## Assignment:
Say how many lines in the records hold the word "TestLoggerSink", and give nothing but that number.

Dataset entries:
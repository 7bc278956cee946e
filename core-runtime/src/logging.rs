//! # Logging & Tracing Infrastructure
//!
//! Provides structured logging with the `tracing` crate, supporting:
//! - JSON, pretty and compact output formats
//! - Module-level filtering through `EnvFilter` directives
//! - Integration with host logging via `LoggerSink`
//! - Redaction of credentials embedded in media URLs
//!
//! ## Usage
//!
//! ```ignore
//! use core_runtime::logging::{init_logging, LogFormat, LoggingConfig};
//! use bridge_traits::{ConsoleLogger, LogLevel};
//! use std::sync::Arc;
//!
//! let config = LoggingConfig::default()
//!     .with_format(LogFormat::Pretty)
//!     .with_level(LogLevel::Debug)
//!     .with_logger_sink(Arc::new(ConsoleLogger::default()));
//!
//! init_logging(config)?;
//! tracing::info!("Player started");
//! ```
//!
//! ## LoggerSink integration
//!
//! A configured sink receives a [`LogEntry`](bridge_traits::LogEntry) for
//! every event that survives filtering, with the message and all structured
//! fields, while the event keeps flowing through the regular `fmt` layer.

use crate::error::{Error, Result};

use bridge_traits::logging::{LogEntry, LogLevel, LoggerSink};
use std::collections::HashMap;
use std::fmt;
use std::io;
use std::sync::Arc;
use tracing::field::{Field, Visit};
use tracing::{Event, Subscriber};
use tracing_subscriber::{
    filter::EnvFilter,
    fmt::format::FmtSpan,
    layer::{Context, SubscriberExt},
    registry::LookupSpan,
    util::SubscriberInitExt,
    Layer,
};

/// Crates whose level follows [`LoggingConfig::level`] in the default filter.
const WORKSPACE_TARGETS: &[&str] = &[
    "core_runtime",
    "core_playback",
    "bridge_traits",
    "bridge_desktop",
];

/// Log output format
#[derive(Debug, Clone, Copy, PartialEq, Eq)]
pub enum LogFormat {
    /// Human-readable pretty format with colors
    Pretty,
    /// Structured JSON format for machine parsing
    Json,
    /// Compact single-line format
    Compact,
}

impl Default for LogFormat {
    fn default() -> Self {
        #[cfg(debug_assertions)]
        return Self::Pretty;

        #[cfg(not(debug_assertions))]
        return Self::Json;
    }
}

/// Logging configuration
#[derive(Clone)]
pub struct LoggingConfig {
    pub format: LogFormat,
    /// Minimum log level for workspace crates
    pub level: LogLevel,
    /// Custom filter string (e.g., "core_playback=trace,sqlx=warn").
    /// Replaces the default filter entirely.
    pub filter: Option<String>,
    /// Optional logger sink for forwarding logs to host
    pub logger_sink: Option<Arc<dyn LoggerSink>>,
    /// Report span enter/exit in the pretty format, and span context in JSON
    pub enable_spans: bool,
    pub display_target: bool,
    pub display_thread_info: bool,
}

impl Default for LoggingConfig {
    fn default() -> Self {
        Self {
            format: LogFormat::default(),
            level: LogLevel::Info,
            filter: None,
            logger_sink: None,
            enable_spans: true,
            display_target: true,
            display_thread_info: false,
        }
    }
}

impl fmt::Debug for LoggingConfig {
    fn fmt(&self, f: &mut fmt::Formatter<'_>) -> fmt::Result {
        f.debug_struct("LoggingConfig")
            .field("format", &self.format)
            .field("level", &self.level)
            .field("filter", &self.filter)
            .field("logger_sink", &self.logger_sink.as_ref().map(|_| "LoggerSink { ... }"))
            .field("enable_spans", &self.enable_spans)
            .finish()
    }
}

impl LoggingConfig {
    pub fn with_format(mut self, format: LogFormat) -> Self {
        self.format = format;
        self
    }

    pub fn with_level(mut self, level: LogLevel) -> Self {
        self.level = level;
        self
    }

    pub fn with_filter(mut self, filter: impl Into<String>) -> Self {
        self.filter = Some(filter.into());
        self
    }

    pub fn with_logger_sink(mut self, sink: Arc<dyn LoggerSink>) -> Self {
        self.logger_sink = Some(sink);
        self
    }

    pub fn with_spans(mut self, enable: bool) -> Self {
        self.enable_spans = enable;
        self
    }

    pub fn with_target(mut self, display: bool) -> Self {
        self.display_target = display;
        self
    }

    pub fn with_thread_info(mut self, display: bool) -> Self {
        self.display_thread_info = display;
        self
    }
}

/// Initialize the logging system
///
/// This should be called once during application startup. Subsequent calls
/// will return an error.
///
/// # Errors
///
/// Returns an error if:
/// - Logging is already initialized
/// - The filter string is invalid
pub fn init_logging(config: LoggingConfig) -> Result<()> {
    let filter = build_filter(&config)?;
    let sink_layer = LoggerSinkLayer::new(config.logger_sink.clone());
    let registry = tracing_subscriber::registry().with(filter).with(sink_layer);

    let result = match config.format {
        LogFormat::Pretty => registry
            .with(
                tracing_subscriber::fmt::layer()
                    .pretty()
                    .with_target(config.display_target)
                    .with_thread_ids(config.display_thread_info)
                    .with_thread_names(config.display_thread_info)
                    .with_span_events(if config.enable_spans {
                        FmtSpan::ACTIVE
                    } else {
                        FmtSpan::NONE
                    })
                    .with_writer(io::stdout),
            )
            .try_init(),
        LogFormat::Json => registry
            .with(
                tracing_subscriber::fmt::layer()
                    .json()
                    .flatten_event(true)
                    .with_current_span(config.enable_spans)
                    .with_span_list(config.enable_spans)
                    .with_target(config.display_target)
                    .with_thread_ids(config.display_thread_info)
                    .with_thread_names(config.display_thread_info)
                    .with_writer(io::stdout),
            )
            .try_init(),
        LogFormat::Compact => registry
            .with(
                tracing_subscriber::fmt::layer()
                    .compact()
                    .with_target(config.display_target)
                    .with_thread_ids(config.display_thread_info)
                    .with_thread_names(config.display_thread_info)
                    .with_writer(io::stdout),
            )
            .try_init(),
    };

    result.map_err(|e| Error::Config(format!("Failed to initialize logging: {}", e)))
}

fn build_filter(config: &LoggingConfig) -> Result<EnvFilter> {
    let filter_string = match &config.filter {
        Some(custom_filter) => custom_filter.clone(),
        None => default_filter(config.level),
    };

    EnvFilter::try_new(filter_string).map_err(|e| Error::Config(format!("Invalid log filter: {}", e)))
}

/// Workspace crates at `level`, noisy dependencies at warn.
fn default_filter(level: LogLevel) -> String {
    let level = level.as_filter_directive();
    let mut directives: Vec<String> = WORKSPACE_TARGETS
        .iter()
        .map(|target| format!("{}={}", target, level))
        .collect();
    directives.push("sqlx=warn".to_string());
    directives.push("warn".to_string());
    directives.join(",")
}

/// Layer that forwards events to a `LoggerSink` implementation.
struct LoggerSinkLayer {
    sink: Option<Arc<dyn LoggerSink>>,
}

impl LoggerSinkLayer {
    fn new(sink: Option<Arc<dyn LoggerSink>>) -> Self {
        Self { sink }
    }
}

impl<S> Layer<S> for LoggerSinkLayer
where
    S: Subscriber + for<'a> LookupSpan<'a>,
{
    fn on_event(&self, event: &Event<'_>, ctx: Context<'_, S>) {
        let Some(sink) = self.sink.as_ref() else {
            return;
        };

        let metadata = event.metadata();
        let level = tracing_level_to_log_level(*metadata.level());
        if level < sink.min_level() {
            return;
        }

        let mut visitor = SinkVisitor::default();
        event.record(&mut visitor);

        let message = visitor
            .message
            .unwrap_or_else(|| metadata.name().to_string());

        let mut entry = LogEntry::new(level, metadata.target(), message);
        for (key, value) in visitor.fields {
            entry = entry.with_field(key, value);
        }
        if let Some(span) = ctx.lookup_current() {
            entry = entry.with_span_id(span.name());
        }

        let sink = Arc::clone(sink);
        if let Ok(handle) = tokio::runtime::Handle::try_current() {
            handle.spawn(async move {
                if let Err(err) = sink.log(entry).await {
                    eprintln!("LoggerSink error: {}", err);
                }
            });
            return;
        }

        if let Err(err) = futures::executor::block_on(sink.log(entry)) {
            eprintln!("LoggerSink error: {}", err);
        }
    }
}

#[derive(Default)]
struct SinkVisitor {
    message: Option<String>,
    fields: HashMap<String, String>,
}

impl SinkVisitor {
    fn record_value(&mut self, field: &Field, value: String) {
        if field.name() == "message" {
            self.message = Some(value);
        } else {
            self.fields.insert(field.name().to_string(), value);
        }
    }
}

impl Visit for SinkVisitor {
    fn record_str(&mut self, field: &Field, value: &str) {
        self.record_value(field, value.to_string());
    }

    fn record_i64(&mut self, field: &Field, value: i64) {
        self.record_value(field, value.to_string());
    }

    fn record_u64(&mut self, field: &Field, value: u64) {
        self.record_value(field, value.to_string());
    }

    fn record_bool(&mut self, field: &Field, value: bool) {
        self.record_value(field, value.to_string());
    }

    fn record_f64(&mut self, field: &Field, value: f64) {
        self.record_value(field, value.to_string());
    }

    fn record_error(&mut self, field: &Field, value: &(dyn std::error::Error + 'static)) {
        self.record_value(field, value.to_string());
    }

    fn record_debug(&mut self, field: &Field, value: &dyn fmt::Debug) {
        self.record_value(field, format!("{:?}", value));
    }
}

fn tracing_level_to_log_level(level: tracing::Level) -> LogLevel {
    match level {
        tracing::Level::TRACE => LogLevel::Trace,
        tracing::Level::DEBUG => LogLevel::Debug,
        tracing::Level::INFO => LogLevel::Info,
        tracing::Level::WARN => LogLevel::Warn,
        tracing::Level::ERROR => LogLevel::Error,
    }
}

/// Strip the query string and fragment from a media URL before logging it.
///
/// Signed CDN URLs carry their credentials in the query string:
///
/// ```
/// use core_runtime::logging::redact_source;
///
/// assert_eq!(
///     redact_source("https://cdn.example.com/v.m3u8?token=abc#t=10"),
///     "https://cdn.example.com/v.m3u8"
/// );
/// ```
pub fn redact_source(url: &str) -> &str {
    let end = url.find(['?', '#']).unwrap_or(url.len());
    &url[..end]
}

#[cfg(test)]
mod tests {
    use super::*;
    use async_trait::async_trait;
    use bridge_traits::error::Result as SinkResult;
    use std::sync::Mutex;

    #[test]
    fn test_logging_config_builder() {
        let config = LoggingConfig::default()
            .with_format(LogFormat::Json)
            .with_level(LogLevel::Debug)
            .with_filter("core_playback=trace")
            .with_spans(false)
            .with_target(true)
            .with_thread_info(true);

        assert_eq!(config.format, LogFormat::Json);
        assert_eq!(config.level, LogLevel::Debug);
        assert_eq!(config.filter, Some("core_playback=trace".to_string()));
        assert!(!config.enable_spans);
        assert!(config.display_target);
        assert!(config.display_thread_info);
    }

    #[test]
    fn test_default_format() {
        #[cfg(debug_assertions)]
        assert_eq!(LogFormat::default(), LogFormat::Pretty);

        #[cfg(not(debug_assertions))]
        assert_eq!(LogFormat::default(), LogFormat::Json);
    }

    #[test]
    fn test_default_filter_covers_workspace() {
        let filter = default_filter(LogLevel::Debug);
        assert!(filter.contains("core_playback=debug"));
        assert!(filter.contains("bridge_desktop=debug"));
        assert!(filter.contains("sqlx=warn"));
        assert!(build_filter(&LoggingConfig::default().with_level(LogLevel::Debug)).is_ok());
    }

    #[test]
    fn test_build_custom_filter() {
        let config = LoggingConfig::default().with_filter("core_playback=trace");
        let filter = build_filter(&config).unwrap();
        assert!(filter.to_string().contains("core_playback=trace"));
    }

    #[test]
    fn test_invalid_filter_is_config_error() {
        let config = LoggingConfig::default().with_filter("core_playback=loudest");
        assert!(matches!(build_filter(&config), Err(Error::Config(_))));
    }

    #[test]
    fn test_redact_source() {
        assert_eq!(redact_source("https://a.example/v.mp4?sig=1"), "https://a.example/v.mp4");
        assert_eq!(redact_source("https://a.example/v.mp4#t=5"), "https://a.example/v.mp4");
        assert_eq!(redact_source("v.mp4"), "v.mp4");
        assert_eq!(redact_source(""), "");
    }

    #[test]
    fn test_logger_sink_layer_forwards_event() {
        let sink = Arc::new(TestLoggerSink::default());
        let trait_sink: Arc<dyn LoggerSink> = sink.clone();
        let layer = LoggerSinkLayer::new(Some(trait_sink));
        let subscriber = tracing_subscriber::registry().with(layer);
        let _guard = tracing::subscriber::set_default(subscriber);

        tracing::info!(target: "core_playback::model", index = 3, "Playlist item changed");
        tracing::trace!(target: "core_playback::model", "below sink threshold");

        let entries = sink.entries.lock().unwrap();
        assert_eq!(entries.len(), 1);
        let entry = &entries[0];
        assert_eq!(entry.target, "core_playback::model");
        assert_eq!(entry.message, "Playlist item changed");
        assert_eq!(entry.fields.get("index"), Some(&"3".to_string()));
    }

    #[derive(Default)]
    struct TestLoggerSink {
        entries: Mutex<Vec<LogEntry>>,
    }

    #[async_trait]
    impl LoggerSink for TestLoggerSink {
        async fn log(&self, entry: LogEntry) -> SinkResult<()> {
            self.entries.lock().unwrap().push(entry);
            Ok(())
        }

        fn min_level(&self) -> LogLevel {
            LogLevel::Debug
        }
    }
}
use thiserror::Error;

/// Runtime-level errors: configuration, missing host capabilities, logging setup.
#[derive(Error, Debug)]
pub enum Error {
    #[error("Configuration error: {0}")]
    Config(String),

    #[error("Capability missing: {capability} - {message}")]
    CapabilityMissing { capability: String, message: String },

    #[error("Invalid settings document: {0}")]
    Settings(#[from] serde_json::Error),

    #[error("Internal error: {0}")]
    Internal(String),
}

pub type Result<T> = std::result::Result<T, Error>;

## Task answer:
3